As cars drove past, horns honked, some likely reacting to the traffic, but others seeming in solidarity with the protestors.
The rally follows SAG-AFTRA's announcement last Friday that it would be holding a strike against the agency, calling for its members to refrain from working for the Publicis-owned shop.
BBH has created award-winning campaigns for brands like Sony Playstation, Netflix, Google and Netflix and had been signatory to a SAG/AFTRA contract for 20 years before it decided not to renew in early September.
At the time, the agency issued an open letter to the community of performance talents, thanking them for their partnership and explaining its decision to withdraw from the SAG-AFTRA agreement:
"We are hired to operate in the best interests of our clients, and part of that is being able to deliver the greatest level of flexibility and value for the work we do. We are simply looking to level the playing field for all of us. The current contract was put in place nearly 20 years ago, when the internet was in its infancy and the advertising world was a vastly different place, with vastly different economics. The cutting-edge work we do at BBH US across all mediums is not well-served by a contract that was designed for a traditional media landscape.

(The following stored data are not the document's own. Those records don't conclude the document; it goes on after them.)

//! # Online/offline signal.
//!
//! [`Connectivity`] is the producer side of the platform's network status
//! notifications (browser `online`/`offline` events or an OS-level monitor).
//! Consumers get a `watch` receiver and observe only the latest state.
//!
//! ```text
//! platform hook ─► Connectivity::set_online(bool) ─► watch channel
//!                                                       └─► Dispatcher::watch_connectivity()
//! ```

use std::sync::Arc;

use tokio::sync::watch;

/// Shared online/offline state.
///
/// Cheap to clone; all clones drive the same channel.
#[derive(Clone, Debug)]
pub struct Connectivity {
    tx: Arc<watch::Sender<bool>>,
}

impl Connectivity {
    /// Creates the signal with an initial state.
    pub fn new(online: bool) -> Self {
        let (tx, _rx) = watch::channel(online);
        Self { tx: Arc::new(tx) }
    }

    /// Publishes a new state. Returns true if it differs from the previous one.
    ///
    /// Repeated notifications with the same value do not wake receivers.
    pub fn set_online(&self, online: bool) -> bool {
        self.tx.send_if_modified(|current| {
            if *current == online {
                false
            } else {
                *current = online;
                true
            }
        })
    }

    /// Last published state.
    pub fn is_online(&self) -> bool {
        *self.tx.borrow()
    }

    /// Creates a receiver observing subsequent changes.
    pub fn subscribe(&self) -> watch::Receiver<bool> {
        self.tx.subscribe()
    }
}

impl Default for Connectivity {
    /// Starts online.
    fn default() -> Self {
        Self::new(true)
    }
}
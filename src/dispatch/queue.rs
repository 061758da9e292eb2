//! # Bounded failure queue.
//!
//! Holds telemetry events whose delivery failed with a retryable error (or that
//! were produced while offline). The queue is capped; what happens at the cap is
//! decided by [`EvictionPolicy`].

use std::collections::VecDeque;

use crate::dispatch::event::TelemetryEvent;
use crate::policies::EvictionPolicy;

/// A failed delivery waiting for the next flush.
#[derive(Debug, Clone, PartialEq)]
pub struct QueueEntry {
    /// The undelivered event.
    pub event: TelemetryEvent,
    /// Number of flushes that already failed for this entry.
    pub retry_count: u32,
}

impl QueueEntry {
    /// Wraps a freshly failed event.
    pub fn new(event: TelemetryEvent) -> Self {
        Self {
            event,
            retry_count: 0,
        }
    }
}

/// FIFO queue with a hard cap.
#[derive(Debug)]
pub struct FailureQueue {
    entries: VecDeque<QueueEntry>,
    capacity: usize,
    eviction: EvictionPolicy,
    evicted_total: u64,
}

impl FailureQueue {
    /// Creates an empty queue. The minimum capacity is 1 (clamped).
    pub fn new(capacity: usize, eviction: EvictionPolicy) -> Self {
        Self {
            entries: VecDeque::new(),
            capacity: capacity.max(1),
            eviction,
            evicted_total: 0,
        }
    }

    /// Enqueues `entry`, returning the entry that was given up if the queue was full.
    ///
    /// With [`EvictionPolicy::DropOldest`] that is the front entry; with
    /// [`EvictionPolicy::DropNewest`] it is `entry` itself.
    pub fn push(&mut self, entry: QueueEntry) -> Option<QueueEntry> {
        if self.entries.len() < self.capacity {
            self.entries.push_back(entry);
            return None;
        }
        self.evicted_total += 1;
        match self.eviction {
            EvictionPolicy::DropOldest => {
                let evicted = self.entries.pop_front();
                self.entries.push_back(entry);
                evicted
            }
            EvictionPolicy::DropNewest => Some(entry),
        }
    }

    /// Takes the oldest entry.
    pub fn pop(&mut self) -> Option<QueueEntry> {
        self.entries.pop_front()
    }

    /// Current depth.
    pub fn len(&self) -> usize {
        self.entries.len()
    }

    /// Returns true when nothing is queued.
    pub fn is_empty(&self) -> bool {
        self.entries.is_empty()
    }

    /// Configured cap.
    pub fn capacity(&self) -> usize {
        self.capacity
    }

    /// Entries lost to eviction since creation.
    pub fn evicted_total(&self) -> u64 {
        self.evicted_total
    }

    /// Copies the queued entries, oldest first.
    pub fn snapshot(&self) -> Vec<QueueEntry> {
        self.entries.iter().cloned().collect()
    }
}
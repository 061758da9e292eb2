//! # Injectable timer for backoff sleeps.
//!
//! The dispatcher never calls `tokio::time::sleep` directly; it goes through a
//! [`Timer`] so tests can record the exact delay sequence or skip waiting.

use std::time::Duration;

use async_trait::async_trait;

/// Suspends the current task for a delay.
#[async_trait]
pub trait Timer: Send + Sync + 'static {
    /// Waits for `delay`.
    async fn sleep(&self, delay: Duration);
}

/// Default timer backed by `tokio::time::sleep`.
///
/// Honors tokio's paused clock (`#[tokio::test(start_paused = true)]`).
#[derive(Debug, Default, Clone, Copy)]
pub struct TokioTimer;

#[async_trait]
impl Timer for TokioTimer {
    async fn sleep(&self, delay: Duration) {
        tokio::time::sleep(delay).await;
    }
}
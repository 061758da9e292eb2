//! Telemetry delivery: sinks, retry loop, failure queue and connectivity.
//!
//! ## Contents
//! - [`Dispatcher`] retries, queues and flushes; reports [`HealthStatus`]
//! - [`TelemetrySink`] delivery adapter ([`FnSink`], and `HttpSink` with feature `http`)
//! - [`Timer`] injectable backoff sleep ([`TokioTimer`] by default)
//! - [`FailureQueue`] bounded queue of undelivered [`QueueEntry`] values
//! - [`Connectivity`] online/offline signal fed into [`Dispatcher::watch_connectivity`]
//! - [`DispatchListener`] bus listener forwarding events to a dispatcher
//!
//! ## Wiring
//! ```text
//! EventBus ──(Tracker / DispatchListener)──► Dispatcher ──► TelemetrySink
//!                                               │  ▲
//!                                     retryable │  │ flush (online / success)
//!                                               ▼  │
//!                                           FailureQueue
//! ```

mod connectivity;
mod dispatcher;
mod event;
#[cfg(feature = "http")]
mod http;
mod listener;
mod queue;
mod sink;
mod timer;

pub use connectivity::Connectivity;
pub use dispatcher::{Dispatcher, FlushReport, HealthStatus, TrackOutcome};
pub use event::TelemetryEvent;
#[cfg(feature = "http")]
pub use http::HttpSink;
pub use listener::DispatchListener;
pub use queue::{FailureQueue, QueueEntry};
pub use sink::{FnSink, TelemetrySink};
pub use timer::{Timer, TokioTimer};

The need for speed, agility, and greater efficiencies in how we produce work has become increasingly important in today's market. Many of our peer agencies are not signatories, making it hard to compete sustainably in a way that benefits our clients."

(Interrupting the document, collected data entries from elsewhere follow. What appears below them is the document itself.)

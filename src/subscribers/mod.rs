//! # Event listeners for the bus.
//!
//! This module provides the [`Listen`] trait, the kind-indexed [`ListenerSet`]
//! that performs isolated fan-out, and built-in implementations.
//!
//! ## Architecture
//! ```text
//! Event flow:
//!   producer ── emit(kind, payload) ──► EventBus ──► ListenerSet::fan_out
//!                                                         │
//!                                          ┌──────────────┼──────────────┐
//!                                          ▼              ▼              ▼
//!                                      LogWriter   DispatchListener   custom
//!                                                  (telemetry sink)
//! ```
//!
//! ## Listener types
//! - **Trait listeners**: implement [`Listen`] on your own type.
//! - **Closure listeners**: wrap an async closure with [`ListenerFn`].

mod embedded;
mod listener;
mod listener_fn;
mod listener_set;

pub use embedded::LogWriter;
pub use listener::{Listen, ListenerRef};
pub use listener_fn::ListenerFn;
pub use listener_set::{FanOut, ListenerSet, Subscription};
use std::sync::Arc;

use serde_json::{Map, Value};

use crate::catalog::{AppEvent, UiEvent};
use crate::core::Config;
use crate::core::runtime::Runtime;
use crate::dispatch::{Dispatcher, FnSink, TelemetrySink, Timer, TokioTimer};
use crate::error::DeliveryError;
use crate::events::{EventBus, Tracker};
use crate::health::HealthReporter;
use crate::subscribers::ListenerRef;

/// Builder for constructing a [`Runtime`].
///
/// Without a sink, telemetry is discarded and the buses get no tracker.
pub struct RuntimeBuilder {
    cfg: Config,
    sink: Option<Arc<dyn TelemetrySink>>,
    timer: Arc<dyn Timer>,
    ui_listeners: Vec<(UiEvent, ListenerRef<UiEvent>)>,
    app_listeners: Vec<(AppEvent, ListenerRef<AppEvent>)>,
}

impl RuntimeBuilder {
    /// Creates a new builder with the given configuration.
    pub fn new(cfg: Config) -> Self {
        Self {
            cfg,
            sink: None,
            timer: Arc::new(TokioTimer),
            ui_listeners: Vec::new(),
            app_listeners: Vec::new(),
        }
    }

    /// Sets the telemetry sink. Every valid emission on both buses is tracked.
    pub fn with_sink(mut self, sink: Arc<dyn TelemetrySink>) -> Self {
        self.sink = Some(sink);
        self
    }

    /// Uses an [`HttpSink`](crate::HttpSink) posting to `endpoint`, with the
    /// request timeout taken from `DispatchConfig::sink_timeout`.
    #[cfg(feature = "http")]
    pub fn with_http_endpoint(self, endpoint: impl Into<String>) -> Result<Self, DeliveryError> {
        let sink = crate::dispatch::HttpSink::new(endpoint, self.cfg.dispatch.sink_timeout())?;
        Ok(self.with_sink(Arc::new(sink)))
    }

    /// Replaces the timer used for backoff sleeps.
    pub fn with_timer(mut self, timer: Arc<dyn Timer>) -> Self {
        self.timer = timer;
        self
    }

    /// Registers a UI bus listener at build time.
    pub fn with_ui_listener(mut self, kind: UiEvent, listener: ListenerRef<UiEvent>) -> Self {
        self.ui_listeners.push((kind, listener));
        self
    }

    /// Registers an app bus listener at build time.
    pub fn with_app_listener(mut self, kind: AppEvent, listener: ListenerRef<AppEvent>) -> Self {
        self.app_listeners.push((kind, listener));
        self
    }

    /// Builds the runtime.
    ///
    /// Pre-registered listeners stay subscribed for the lifetime of the buses.
    pub fn build(self) -> Runtime {
        let tracked = self.sink.is_some();
        let sink = self.sink.unwrap_or_else(|| {
            Arc::new(FnSink::new(
                "discard",
                |_: &str, _: &Map<String, Value>| -> Result<(), DeliveryError> { Ok(()) },
            ))
        });
        let dispatcher = Dispatcher::with_timer(sink, self.timer, self.cfg.dispatch.clone());

        let mut ui = EventBus::new("ui", self.cfg.ui.clone());
        let mut app = EventBus::new("app", self.cfg.app.clone());
        if tracked {
            let tracker: Arc<dyn Tracker> = Arc::new(dispatcher.clone());
            ui = ui.with_tracker(Arc::clone(&tracker));
            app = app.with_tracker(tracker);
        }
        let ui = Arc::new(ui);
        let app = Arc::new(app);

        for (kind, listener) in self.ui_listeners {
            let _ = ui.subscribe(kind, listener);
        }
        for (kind, listener) in self.app_listeners {
            let _ = app.subscribe(kind, listener);
        }

        let reporter = HealthReporter::new(Arc::clone(&ui), Arc::clone(&app), dispatcher.clone());
        Runtime::new_internal(self.cfg, ui, app, dispatcher, reporter)
    }
}

#[cfg(all(test, feature = "http"))]
mod tests {
    use std::time::Duration;

    use httpmock::Method::POST;
    use httpmock::MockServer;

    use super::*;
    use crate::dispatch::TrackOutcome;
    use crate::events::Payload;
    use crate::testing::RecordingTimer;

    #[tokio::test]
    async fn test_http_endpoint_receives_tracked_events() {
        let server = MockServer::start();
        let mock = server.mock(|when, then| {
            when.method(POST)
                .path("/collect")
                .body_contains("\"name\":\"modal_opened\"");
            then.status(200);
        });

        let rt = Runtime::builder(Config::default())
            .with_http_endpoint(server.url("/collect"))
            .unwrap()
            .build();
        rt.ui()
            .emit(UiEvent::ModalOpened, Payload::new("nav").with("modalId", "faq"))
            .await
            .unwrap();

        for _ in 0..200 {
            if mock.hits() == 1 {
                break;
            }
            tokio::time::sleep(Duration::from_millis(10)).await;
        }
        mock.assert();
    }

    #[tokio::test]
    async fn test_http_endpoint_applies_sink_timeout() {
        let server = MockServer::start();
        server.mock(|when, then| {
            when.method(POST).path("/collect");
            then.status(200).delay(Duration::from_millis(500));
        });

        let mut cfg = Config::default();
        cfg.dispatch.sink_timeout = Duration::from_millis(50);
        cfg.dispatch.retry.max_retries = 0;
        let rt = Runtime::builder(cfg)
            .with_http_endpoint(server.url("/collect"))
            .unwrap()
            .with_timer(Arc::new(RecordingTimer::default()))
            .build();

        let outcome = rt
            .dispatcher()
            .track_event("manual", serde_json::Map::new())
            .await;

        assert_eq!(outcome, TrackOutcome::Queued);
        let queued = rt.dispatcher().queued();
        assert_eq!(queued[0].event.name, "manual");
    }
}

SAG-AFTRA takes issue with the agency's position, noting that it has made amendments to its contract addressing the changing landscape. Those include the Low Budget Digital Waiver that excuses agencies from paying minimum union rates on productions under $50,000. "That is a perfect example of how the union is trying to work with the advertisers," said SAG-AFTRA Los Angeles president Jane Austin, SAG-AFTRA Los Angeles president and national secretary treasurer during the rally.

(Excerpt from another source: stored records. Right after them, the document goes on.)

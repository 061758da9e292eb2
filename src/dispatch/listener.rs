//! Bridge from an [`EventBus`](crate::EventBus) to the [`Dispatcher`].

use async_trait::async_trait;

use crate::dispatch::dispatcher::{Dispatcher, TrackOutcome};
use crate::error::BoxError;
use crate::events::{EventKind, Payload};
use crate::subscribers::Listen;

/// Listener that forwards every event it receives to a [`Dispatcher`].
///
/// The telemetry name is the event name and the properties are the payload
/// fields plus `source` and `timestamp`. Delivery problems are handled by the
/// dispatcher, so this listener never fails.
///
/// # Example
/// ```rust
/// use std::sync::Arc;
/// use pulsebus::{
///     DispatchConfig, DispatchListener, Dispatcher, EventBus, BusConfig, FnSink, UiEvent,
/// };
///
/// let sink = FnSink::new("noop", |_: &str, _: &serde_json::Map<String, serde_json::Value>| Ok(()));
/// let dispatcher = Dispatcher::new(Arc::new(sink), DispatchConfig::default());
/// let bus = EventBus::<UiEvent>::new("ui", BusConfig::ui());
/// let _sub = bus.subscribe(UiEvent::CtaClicked, Arc::new(DispatchListener::new(dispatcher)));
/// ```
#[derive(Clone)]
pub struct DispatchListener {
    dispatcher: Dispatcher,
}

impl DispatchListener {
    /// Wraps a dispatcher handle.
    pub fn new(dispatcher: Dispatcher) -> Self {
        Self { dispatcher }
    }
}

#[async_trait]
impl<K: EventKind> Listen<K> for DispatchListener {
    async fn on_event(&self, kind: K, payload: &Payload) -> Result<(), BoxError> {
        let outcome = self
            .dispatcher
            .track_event(kind.name(), payload.to_properties())
            .await;
        if outcome == TrackOutcome::Dropped {
            tracing::debug!(event = kind.name(), "telemetry event dropped");
        }
        Ok(())
    }

    fn name(&self) -> &str {
        "DispatchListener"
    }
}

According to a BBH spokesperson, "The Low-Budget Digital Waiver is set at an unrealistically low budget threshold, which severely limits when it can be used. But the most important thing is that we are merely trying to restore competitive balance between signatory and non-signatory agencies, who are free to produce commercials on both a union and non-union basis. SAG-AFTRA has failed to address this issue in a meaningful way."
"We engaged in an ongoing dialogue with BBH before we started, but they weren't willing to engage in any meaningful dialogue, from our perspective," said SAG-AFTRA communications representative Sean Miller.
"BBH acknowledges SAG-AFTRA's right to demonstrate," the agency said of today's rally in a statement. "We continue to affirm our legal right to not renew our participation as a signatory to the SAG-AFTRA contract. We immensely value the creative talent we work with, and this decision does not change our commitment to fair wages and working conditions."
Austin says the strike will continue as long as BBH refrains from participating in the contract.